Screen Shot 2021-08-28 at 10.11.07 am.jpg
 

henrymyf

macrumors regular
Original poster
Dec 2, 2015
142
59
Microsoft has updated the requirements to include the Xeon-W, but I assume a later beta build will be required that includes this change.


View attachment 1824269
Thanks for the information. But I think as long as TPM 2.0 is required, it is still difficult to let the intel-mac install the boot camp windows.

By the way, I have successfully installed a virtual windows 10 and upgraded to win11 withouth any difficulty. See the attached screen print (bottom one) as a proof.

截屏2021-08-28 下午12.11.23.png
 

deconstruct60

macrumors G5
Mar 10, 2009
12,493
4,053
Thanks for the information. But I think as long as TPM 2.0 is required, it is still difficult to let the intel-mac install the boot camp windows.
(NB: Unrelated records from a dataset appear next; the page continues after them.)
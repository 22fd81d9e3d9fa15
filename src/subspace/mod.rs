//! Subspace discovery.
//!
//! This module contains the dimension-reduction engine: accumulation of
//! sampled gradients, rank selection over the singular spectrum of the stacked
//! gradients, the rotation between reduced and full coordinates, and the two
//! basis constructors (active subspace and adapted basis).

pub mod accumulator;
pub mod adapted;
pub mod bootstrap;
pub mod builder;
pub mod config;
pub mod constructor;
pub mod cross_validation;
pub mod rank;
pub mod report;
pub mod rotation;

// Re-export key types
pub use accumulator::{DerivativeMatrix, DerivativeSampleAccumulator, VariablesMatrix};
pub use adapted::AdaptedBasisConstructor;
pub use bootstrap::{BootstrapRngState, BootstrapSampler};
pub use builder::{SubspaceBuild, SubspaceBuilder};
pub use config::{CvMetric, Normalization, RankCriteria, SubspaceConfig};
pub use constructor::{ActiveSubspaceConstructor, BasisConstructor, ConstructedBasis};
pub use cross_validation::{CrossValidationData, CrossValidationResult};
pub use rank::{RankSelection, RankSelectionEngine};
pub use report::BuildStatistics;
pub use rotation::{CoordinateFrame, ReducedNormal, SubspaceRotationModel, VariableTransform};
some form of TPM probably isn't gong away.
https://arstechnica.com/gadgets/202...hardware-requirements-according-to-microsoft/

The escape of doing an ISO install looks to keep TPM 1.2 .

Virtual machines can provide a virtual TPM along with virtual UEFI and other low level components. But that will drive a fork between sharing native boot and virtual boot of Windows 11. They won't be the same.